No fim do caminho tinha uma pedra

30 de Mayo de 2019

[Por: José Neivaldo de Souza]




“Será possível, então, um triunfo no amor? Sim. Mas ele não se encontra no final do caminho: não na partida, não na chegada, mas na travessia” Rubem Alves

 

Tudo se torna mais simples e interessante quando deixamos de focar o fim e admiramos o trajeto. Não acredito em destino, este fim programado para o qual marchamos. Prefiro a aventura do caminho, o enfrentamento do mundo sem a certeza de que tudo está pré-determinado. Não o enfrentamento de quem só enxerga a si mesmo, mas o enfrentamento que considera o “agora” como o melhor tempo para amar e ter compaixão.

 

Perdemos tempo e nos angustiamos pensando no que há de vir, nos ideais da linha de chegada. Geralmente seguimos a lei maquiavélica, no bom sentido da palavra, “o fim justifica os meios”, como se o futuro importasse mais que o presente; como se o ideal a ser conquistado falasse mais alto do que a conquista do agora. Muitas vezes vivemos uma escatologia que, invés de nos libertar e nos alegrar, nos causa ansiedade e pânico, tornando-nos obcecados e tristes. 

 

“O Espírito, dizia Sêneca, quanto mais voltado para o futuro, mais infeliz”. Tem razão o filósofo romano! Esta ansiedade pelo futuro tanto pode antecipar desgraças, quanto procrastinar bênçãos. A gente vai aprendendo: viver por um ideal só vale a pena se, somente se, ele for se revelando na caminhada. O caminho vai se formatando na medida em que caminhamos. A alegria da chegada, pensada para o futuro, não se concretiza a não ser no agora.
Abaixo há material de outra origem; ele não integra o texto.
/// Configuration schema and defaults for salesboard.
///
/// Defines the TOML-serializable configuration with three sections:
/// `[service]`, `[web]` and `[logging]`. Every field has a built-in default;
/// users only set the values they want to override.
use serde::{Deserialize, Serialize};

// ---------------------------------------------------------------------------
// Top-level config
// ---------------------------------------------------------------------------

/// Maps directly to `~/.salesboard/config.toml` and `.salesboard.toml`.
#[derive(Debug, Clone, Default, PartialEq, Serialize, Deserialize)]
#[serde(default)]
pub struct SalesboardConfig {
    pub service: ServiceConfig,
    pub web: WebConfig,
    pub logging: LoggingConfig,
}

// ---------------------------------------------------------------------------
// [service]
// ---------------------------------------------------------------------------

/// Where the prediction service lives.
#[derive(Debug, Clone, PartialEq, Serialize, Deserialize)]
#[serde(default)]
pub struct ServiceConfig {
    /// HTTP base URL, without a trailing path.
    pub base_url: String,
    /// Per-request timeout in milliseconds. `0` keeps the transport default.
    pub timeout_ms: u64,
}

impl Default for ServiceConfig {
    fn default() -> Self {
        Self {
            base_url: "http://localhost:8000".to_string(),
            timeout_ms: 0,
        }
    }
}

// ---------------------------------------------------------------------------
// [web]
// ---------------------------------------------------------------------------

/// Embedded dashboard server settings.
#[derive(Debug, Clone, PartialEq, Serialize, Deserialize)]
#[serde(default)]
pub struct WebConfig {
    /// Listen address for `salesboard web`.
    pub addr: String,
    /// Open the dashboard in the default browser on start.
    pub open_browser: bool,
}

impl Default for WebConfig {
    fn default() -> Self {
        Self {
            addr: "127.0.0.1:3000".to_string(),
            open_browser: true,
        }
    }
}

// ---------------------------------------------------------------------------
// [logging]
// ---------------------------------------------------------------------------

/// Event log settings.
#[derive(Debug, Clone, PartialEq, Serialize, Deserialize)]
#[serde(default)]
pub struct LoggingConfig {
    /// Whether events are appended to the log file.
    pub enabled: bool,
    /// Path to the JSONL event log. `~` is expanded to the home directory.
    pub path: String,
}

impl Default for LoggingConfig {
    fn default() -> Self {
        Self {
            enabled: true,
            path: "~/.salesboard/events.jsonl".to_string(),
        }
    }
}

impl SalesboardConfig {
    /// Annotated default config written by `salesboard config init`.
    pub fn default_toml() -> String {
        r#"# salesboard configuration
#
# Precedence (highest last): built-in defaults, this file,
# ./.salesboard.toml, SALESBOARD_* environment variables.

[service]
# Base URL of the prediction service.
base_url = "http://localhost:8000"
# Request timeout in milliseconds (0 = transport default).
timeout_ms = 0

[web]
# Listen address for `salesboard web`.
addr = "127.0.0.1:3000"
open_browser = true

[logging]
# JSONL event log of lookups and distribution fetches.
enabled = true
path = "~/.salesboard/events.jsonl"
"#
        .to_string()
    }
}

// ---------------------------------------------------------------------------
// Tests
// ---------------------------------------------------------------------------
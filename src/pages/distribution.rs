//! Distribution page: the performance-tier pie and the forecast bar chart.
//!
//! Both distributions are requested concurrently when the page mounts. The
//! page settles once both calls have returned. A failed call is not an
//! error for this page: its chart renders empty (pie) or zeroed (bar), the
//! failure goes to the event log and stderr, and the snapshot lists the
//! degraded half.

use std::fmt;
use std::thread;
use std::time::Instant;

use serde::Serialize;

use super::FetchState;
use crate::api::{ApiError, Distribution, PerformanceApi};
use crate::events::{self, Event, EventLog};
use crate::view_model::{
    BarModel, PieModel, build_performance_pie_model, build_prediction_bar_model,
};

/// Which of the two distribution endpoints.
#[derive(Debug, Clone, Copy, PartialEq, Eq, Serialize)]
#[serde(rename_all = "lowercase")]
pub enum DistributionKind {
    Performance,
    Prediction,
}

impl fmt::Display for DistributionKind {
    fn fmt(&self, f: &mut fmt::Formatter<'_>) -> fmt::Result {
        match self {
            Self::Performance => write!(f, "performance"),
            Self::Prediction => write!(f, "prediction"),
        }
    }
}

/// Both charts, ready to render.
#[derive(Debug, Clone, PartialEq, Eq, Serialize)]
pub struct DistributionView {
    pub pie: PieModel,
    pub bar: BarModel,
    /// Halves that failed to load and are shown zero-filled.
    pub degraded: Vec<DistributionKind>,
}

impl Default for DistributionView {
    fn default() -> Self {
        Self {
            pie: PieModel::empty(),
            bar: BarModel::zeroed(),
            degraded: Vec::new(),
        }
    }
}

/// Handle for one mount.
#[derive(Debug)]
pub struct MountTicket {
    generation: u64,
    started: Instant,
}

/// JSON view of the page for the web dashboard.
#[derive(Debug, Serialize)]
pub struct DistributionSnapshot<'a> {
    pub state: &'static str,
    pub pie: &'a PieModel,
    pub bar: &'a BarModel,
    pub degraded: &'a [DistributionKind],
}

#[derive(Debug, Default)]
pub struct DistributionPage {
    state: FetchState<DistributionView>,
    generation: u64,
    /// Zero-filled charts rendered while not yet settled.
    placeholder: DistributionView,
    log: EventLog,
}

impl DistributionPage {
    pub fn new(log: EventLog) -> Self {
        Self {
            log,
            ..Self::default()
        }
    }

    pub fn state(&self) -> &FetchState<DistributionView> {
        &self.state
    }

    /// The charts to draw: the settled view, or empty charts before that.
    pub fn view(&self) -> &DistributionView {
        self.state.success().unwrap_or(&self.placeholder)
    }

    pub fn snapshot(&self) -> DistributionSnapshot<'_> {
        let view = self.view();
        DistributionSnapshot {
            state: self.state.name(),
            pie: &view.pie,
            bar: &view.bar,
            degraded: &view.degraded,
        }
    }

    /// Enter `Loading` if the page has not been mounted yet.
    ///
    /// Returns `None` when a mount is already loading or settled.
    pub fn begin_mount(&mut self) -> Option<MountTicket> {
        if !matches!(self.state, FetchState::Idle) {
            return None;
        }
        self.generation += 1;
        self.state = FetchState::Loading;
        Some(MountTicket {
            generation: self.generation,
            started: Instant::now(),
        })
    }

    /// Build both charts once both calls have settled.
    ///
    /// Returns `false` when the ticket belongs to an unmounted page.
    pub fn settle(
        &mut self,
        ticket: MountTicket,
        performance: Result<Distribution, ApiError>,
        prediction: Result<Distribution, ApiError>,
    ) -> bool {
        if ticket.generation != self.generation {
            return false;
        }

        let mut view = DistributionView::default();

        match performance {
            Ok(dist) => view.pie = build_performance_pie_model(&dist),
            Err(err) => self.degrade(&mut view, DistributionKind::Performance, &err),
        }
        match prediction {
            Ok(dist) => view.bar = build_prediction_bar_model(&dist),
            Err(err) => self.degrade(&mut view, DistributionKind::Prediction, &err),
        }

        self.log.record(Event::DistributionLoaded {
            degraded: view.degraded.iter().map(ToString::to_string).collect(),
            latency_ms: ticket.started.elapsed().as_millis() as u64,
        });

        self.state = FetchState::Success(view);
        true
    }

    fn degrade(&self, view: &mut DistributionView, kind: DistributionKind, err: &ApiError) {
        events::warn(&format!("failed to fetch {kind} distribution: {err}"));
        self.log.record(Event::DistributionFetchFailed {
            distribution: kind.to_string(),
            error: err.to_string(),
        });
        view.degraded.push(kind);
    }

    /// Mount the page: fetch both distributions concurrently and settle.
    ///
    /// A second call on a mounted page is a no-op.
    pub fn mount<A: PerformanceApi + Sync>(&mut self, api: &A) -> &FetchState<DistributionView> {
        if let Some(ticket) = self.begin_mount() {
            let (performance, prediction) = fetch_both(api);
            self.settle(ticket, performance, prediction);
        }
        &self.state
    }

    /// Leave the page; a later `mount` fetches again.
    pub fn unmount(&mut self) {
        self.generation += 1;
        self.state = FetchState::Idle;
    }
}

type FetchResult = Result<Distribution, ApiError>;

/// Issue both distribution requests before waiting on either.
fn fetch_both<A: PerformanceApi + Sync>(api: &A) -> (FetchResult, FetchResult) {
    thread::scope(|scope| {
        let performance = scope.spawn(|| api.fetch_performance_distribution());
        let prediction = scope.spawn(|| api.fetch_prediction_distribution());
        (
            performance.join().unwrap_or_else(|_| Err(worker_panicked())),
            prediction.join().unwrap_or_else(|_| Err(worker_panicked())),
        )
    })
}

fn worker_panicked() -> ApiError {
    ApiError::Transport("fetch worker panicked".to_string())
}

// ---------------------------------------------------------------------------
// Tests
// ---------------------------------------------------------------------------
/// Page controller scenarios.
///
/// Drives the lookup and distribution pages through an in-memory
/// `PerformanceApi` so every service behavior (success, 404, outage,
/// partial aggregate failure) is deterministic and offline.
use std::collections::HashMap;
use std::sync::Barrier;
use std::sync::atomic::{AtomicUsize, Ordering};

use salesboard::api::{AgentPerformanceResult, ApiError, Distribution, PerformanceApi};
use salesboard::events::{Event, EventLog};
use salesboard::pages::{DistributionKind, DistributionPage, FetchState, LookupPage};

// ---------------------------------------------------------------------------
// Fake service
// ---------------------------------------------------------------------------

#[derive(Default)]
struct FakeService {
    agents: HashMap<String, AgentPerformanceResult>,
    performance: Option<Distribution>,
    prediction: Option<Distribution>,
    /// When set, both distribution calls must be in flight at once to proceed.
    rendezvous: Option<Barrier>,
    calls: AtomicUsize,
}

impl FakeService {
    fn with_agent(mut self, code: &str, prediction: i64, level: &str, recs: &[&str]) -> Self {
        self.agents.insert(
            code.to_string(),
            AgentPerformanceResult {
                agent_code: code.to_string(),
                prediction,
                performance_level: level.to_string(),
                recommendations: recs.iter().map(|r| r.to_string()).collect(),
            },
        );
        self
    }

    fn wait_for_peer(&self) {
        if let Some(barrier) = &self.rendezvous {
            barrier.wait();
        }
    }
}

impl PerformanceApi for FakeService {
    fn fetch_agent_performance(&self, agent_id: &str) -> Result<AgentPerformanceResult, ApiError> {
        self.calls.fetch_add(1, Ordering::SeqCst);
        self.agents.get(agent_id).cloned().ok_or(ApiError::NotFound)
    }

    fn fetch_performance_distribution(&self) -> Result<Distribution, ApiError> {
        self.calls.fetch_add(1, Ordering::SeqCst);
        self.wait_for_peer();
        self.performance
            .clone()
            .ok_or_else(|| ApiError::Transport("connection refused".to_string()))
    }

    fn fetch_prediction_distribution(&self) -> Result<Distribution, ApiError> {
        self.calls.fetch_add(1, Ordering::SeqCst);
        self.wait_for_peer();
        self.prediction.clone().ok_or(ApiError::Status(500))
    }
}

fn dist(pairs: &[(&str, u64)]) -> Distribution {
    pairs.iter().map(|(k, v)| (*k, *v)).collect()
}

// ---------------------------------------------------------------------------
// Lookup page
// ---------------------------------------------------------------------------

#[test]
fn lookup_known_agent_shows_detail_panel() {
    let api = FakeService::default().with_agent("A1", 1, "High", &["Upsell product X"]);
    let mut page = LookupPage::default();

    page.lookup(&api, "A1");

    let detail = page.detail().expect("detail panel");
    assert_eq!(detail.forecast.label, "Sales Expected");
    assert_eq!(detail.tier.star_count, 3);
    assert_eq!(detail.tier.name, "High");
    assert_eq!(detail.recommendations, vec!["Upsell product X"]);
    assert_eq!(page.error(), None);
}

#[test]
fn lookup_unknown_agent_shows_error_only() {
    let api = FakeService::default();
    let mut page = LookupPage::default();

    page.lookup(&api, "ZZZ");

    assert_eq!(page.error(), Some("Agent not found"));
    assert!(page.detail().is_none());
}

#[test]
fn lookup_error_replaces_previous_result() {
    let api = FakeService::default().with_agent("A1", 0, "Low", &[]);
    let mut page = LookupPage::default();

    page.lookup(&api, "A1");
    assert!(page.detail().is_some());

    page.lookup(&api, "missing");
    assert!(page.detail().is_none());
    assert_eq!(page.error(), Some("Agent not found"));
}

#[test]
fn empty_identifier_is_sent_and_fails_like_any_other() {
    let api = FakeService::default();
    let mut page = LookupPage::default();
    page.lookup(&api, "");
    assert_eq!(api.calls.load(Ordering::SeqCst), 1);
    assert_eq!(page.error(), Some("Agent not found"));
}

#[test]
fn repeated_lookup_is_idempotent() {
    let api = FakeService::default().with_agent("A1", 1, "medium", &["Call twice", "Bundle offer"]);
    let mut page = LookupPage::default();

    page.lookup(&api, "A1");
    let first = page.detail().cloned();
    page.lookup(&api, "A1");
    let second = page.detail().cloned();

    assert!(first.is_some());
    assert_eq!(first, second);
}

#[test]
fn slow_earlier_lookup_cannot_overwrite_later_one() {
    let api = FakeService::default()
        .with_agent("A1", 1, "High", &[])
        .with_agent("B2", 0, "Low", &[]);
    let mut page = LookupPage::default();

    let first = page.submit("A1");
    let second = page.submit("B2");
    let first_outcome = api.fetch_agent_performance(first.agent_id());
    let second_outcome = api.fetch_agent_performance(second.agent_id());

    // Responses arrive out of order.
    assert!(page.resolve(second, second_outcome));
    assert!(!page.resolve(first, first_outcome));

    assert_eq!(page.detail().map(|d| d.agent_code.as_str()), Some("B2"));
}

#[test]
fn lookups_are_logged_with_outcome() {
    let dir = tempfile::tempdir().unwrap();
    let log = EventLog::at(dir.path().join("events.jsonl"));
    let api = FakeService::default().with_agent("A1", 1, "High", &[]);
    let mut page = LookupPage::new(log.clone());

    page.lookup(&api, "A1");
    page.lookup(&api, "ZZZ");

    let outcomes: Vec<String> = log
        .read_all()
        .into_iter()
        .filter_map(|e| match e.event {
            Event::Lookup { outcome, .. } => Some(outcome),
            _ => None,
        })
        .collect();
    assert_eq!(outcomes, vec!["success", "not_found"]);
}

// ---------------------------------------------------------------------------
// Distribution page
// ---------------------------------------------------------------------------

#[test]
fn distribution_renders_both_charts() {
    let api = FakeService {
        performance: Some(dist(&[("High", 3), ("Medium", 1), ("Low", 2)])),
        prediction: Some(dist(&[("0", 5), ("1", 1)])),
        ..FakeService::default()
    };
    let mut page = DistributionPage::default();

    page.mount(&api);

    let view = page.view();
    assert_eq!(view.pie.categories, vec!["High", "Medium", "Low"]);
    assert_eq!(view.pie.counts, vec![3, 1, 2]);
    assert_eq!(view.bar.counts, [5, 1]);
    assert!(view.degraded.is_empty());
}

#[test]
fn failed_prediction_half_is_zero_filled_without_error() {
    let api = FakeService {
        performance: Some(dist(&[("High", 3), ("Medium", 1), ("Low", 2)])),
        prediction: None,
        ..FakeService::default()
    };
    let mut page = DistributionPage::default();

    let state = page.mount(&api);

    assert!(matches!(state, FetchState::Success(_)));
    assert_eq!(state.failure(), None);
    let view = page.view();
    assert_eq!(view.pie.counts, vec![3, 1, 2]);
    assert_eq!(view.bar.counts, [0, 0]);
    assert_eq!(view.degraded, vec![DistributionKind::Prediction]);
}

#[test]
fn failed_performance_half_leaves_pie_empty() {
    let api = FakeService {
        performance: None,
        prediction: Some(dist(&[("1", 5)])),
        ..FakeService::default()
    };
    let mut page = DistributionPage::default();
    page.mount(&api);

    assert!(page.view().pie.categories.is_empty());
    assert_eq!(page.view().bar.counts, [0, 5]);
}

#[test]
fn both_fetches_are_in_flight_together() {
    // Each fake call blocks until the other one arrives, so a sequential
    // implementation would never return.
    let api = FakeService {
        performance: Some(dist(&[("High", 1)])),
        prediction: Some(dist(&[("1", 1)])),
        rendezvous: Some(Barrier::new(2)),
        ..FakeService::default()
    };
    let mut page = DistributionPage::default();
    page.mount(&api);
    assert_eq!(page.state().name(), "success");
}

#[test]
fn mount_fetches_once() {
    let api = FakeService {
        performance: Some(Distribution::new()),
        prediction: Some(Distribution::new()),
        ..FakeService::default()
    };
    let mut page = DistributionPage::default();
    page.mount(&api);
    page.mount(&api);
    assert_eq!(api.calls.load(Ordering::SeqCst), 2);

    page.unmount();
    page.mount(&api);
    assert_eq!(api.calls.load(Ordering::SeqCst), 4);
}

#[test]
fn degraded_fetch_is_logged() {
    let dir = tempfile::tempdir().unwrap();
    let log = EventLog::at(dir.path().join("events.jsonl"));
    let api = FakeService {
        performance: Some(dist(&[("Low", 1)])),
        prediction: None,
        ..FakeService::default()
    };
    let mut page = DistributionPage::new(log.clone());
    page.mount(&api);

    let events: Vec<Event> = log.read_all().into_iter().map(|e| e.event).collect();
    assert!(events.iter().any(|e| matches!(
        e,
        Event::DistributionFetchFailed { distribution, .. } if distribution == "prediction"
    )));
    assert!(events.iter().any(|e| matches!(
        e,
        Event::DistributionLoaded { degraded, .. } if degraded == &vec!["prediction".to_string()]
    )));
}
O “ainda não” do futuro, onde vive o destino e o fim de todas as coisas, é sempre uma expectativa do pensamento, uma promessa susceptível de realização ou não. 

 

Hoje, à tarde, determinei que estaria às 21:30 na frente do consultório onde minha esposa trabalha. Foi um compromisso firmado com ela e eu não podia atrasar. Não podia? Por que não? Quem determinou, de forma absoluta, esta responsabilidade? Durante o trajeto, vi um motoboy estirado ao chão. A noite fria e chuvosa não favoreceu a sua visão dentro do capacete e ele se chocou com um carro que passava. Meu coração pedia para ajudá-lo, meu pensamento, assim como muitos que desviavam o seu trajeto, também me direcionava à agenda, na expectativa de chegar pontualmente ao meu destino. Fui mais um que não fez diferença nenhuma no agora de alguém. 

 

Este fato me fez pensar o texto bíblico em que Jesus fora abordado por um legalista judeu (Lc 10,25-35). Este queria saber o que fazer para alcançar a vida eterna. Jesus respondeu que ele devia “amar” a Deus e ao seu próximo. A vida eterna não é um lugar relegado ao futuro, apesar de apontar para uma dimensão vindoura. Ela se revela “já”, no presente, no agora. A dinâmica de Jesus, de tão humanitária, só podia ser divina. Não somos reféns do futuro, de um destino ou um lugar previamente determinado. O futuro se constrói no presente; a chegada se concretiza no caminho; o fim se revela no meio. O perito pergunta ao Mestre: “quem é o meu próximo?” Jesus então conta que um homem descia para Jericó e uns ladrões o assaltaram e o espancaram deixando-o quase morto à beira do caminho. Passou um sacerdote olhou o corpo, desviou-se dele, como se faz com um obstáculo, e seguiu a diante. Passou também um levita e fez a mesma coisa. Mas, um samaritano, viu o homem, teve compaixão e cuidou dele. Quem mais amou?     

 

Meditando sobre esta parábola, me pus a pensar: eu podia ter feito diferente na vida de um necessitado. O peregrino que traça a sua rota, focado em seu destino, ainda que enxergue os obstáculos, passando ao largo, é um derrotado. Leio um pensamento de Buda que me diz: a causa da derrota está na falta de vontade e disposição e não nos obstáculos. Quem visa o futuro e não se dispõe a enfrentar as dificuldades e limitações do presente, não experimenta a vitória que teve sobre si mesmo. 

 

Quem é o sujeito do caminho? É um “eu” que ocupa um lugar a partir de onde se divide e multiplica. É no caminho que ele busca as respostas que o ajudam a continuar em frente. É no caminho que ele encontra outros “eus” que, como ele, estão perdidos, mas que compartilham experiências, testemunhos, milagres e o ajudam a observar, diante da pluralidade de atalhos, a melhor trilha. Enfrentar os obstáculos e superá-los é o nosso grande desafio nesta caminhada da vida. Melhor do que uma “vida eterna”, programada para o futuro, é a “vida terna” que pipoca no aqui e agora daqueles que decidem amar.